‘Forgotten Fountain’ shines light on Tampa’s immigrant history

Hillsborough County

It represents a page out of Tampa’s immigrant past, a special monument for so many local families

TAMPA, Fla. (WFLA) – A three-tiered fountain in Tampa represents a page out of the city’s immigrant past, a special monument for so many local families. Many believed it was demolished in 1969 but now, we think otherwise.  

The fountain once sat in front of El Sanatorio del Centro Español, a hospital that played a major role in writing Tampa’s history. 

El Sanatorio, in all its grandeur, was the only hospital in Tampa Bay to treat Hispanic patients in the early 1900s. It was founded by El Centro Español to mark its transition from a patriotic organization to a mutual aid society. 

“If they needed health care, if they needed hospitalization, they had a place to receive first-grade care,” said John Rañon, a historian and Centro Español member. “There aren’t many people left who remember the hospital and its details.”  

Its cornerstone was laid down in 1904. Patients filled its halls in 1906. By 1969, it was torn down along with two of its iconic three fountains that decorated the land around the hospital. The remaining fountain still sits on its original property off Bayshore Boulevard and Santiago Street.  

“You can’t see the fountain,” retired judge EJ Salcines said, pointing at all the vegetation covering the fountain. 

Despite the condition, it reveals a labyrinth of memories for Salcines, whose father was very involved with el Centro Español and frequently visited the hospital.   
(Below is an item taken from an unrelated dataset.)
pub mod panels;
pub mod pie;
pub mod plot;
pub mod table;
El Sanatorio’s last remaining fountain, covered in overgrown vegetation, sits on its original property at the Bay Oaks apartment complex off Bayshore Blvd.

“The children were not permitted in. So, our assignment was to count how many goldfish are in the fountain,” Salcines remembered fondly.

Centro Español members knew this special fountain remained standing but spoke up about its existence when developers sought a permit from the City of Tampa to demolish the apartment complex and make room for a new Ritz-Carlton property on the 5-acre land.    

“There was a packet on my desk, I opened it and it was from Centro Español,” said Michael Hammon with the Related Group. “I had assumed just walking by that it was a planter and not an actual fountain.”  

Hammon is now working with the Centro Español and has vowed to save and restore the fountain as closely as possible to its original state.  

“Related being a Hispanic-owned property, it means something to us,” he said. “Anyone walking along Bayshore will see it and also they’ll see that there’s a sidewalk that meanders up to it and around it with a historic marker plaque giving a history of the hospital.”  

The Related Group shared this rendering with 8 On Your Side of its plans for the historic fountain.

The importance of the restoration of the beloved fountain would only grow if what this group discovered while we were there is true – that this fountain, in its sad and deteriorated state, might not be just one of the hospital’s three fountains, but the central fountain that welcomed everyone as they entered El Sanatorio del Centro Español.   

“Oh, I Iook forward, hopefully before I die, to see the old fountain flowing again,” Salcines said.

They’ll know if it is the central fountain once the vegetation is removed and historians can examine the monument in its entirety. It will take some time. The Related Group first needs to obtain development approval from the City of Tampa to build the Ritz-Carlton Residences on the historic property. If they get the green light, developers will break ground in late 2021.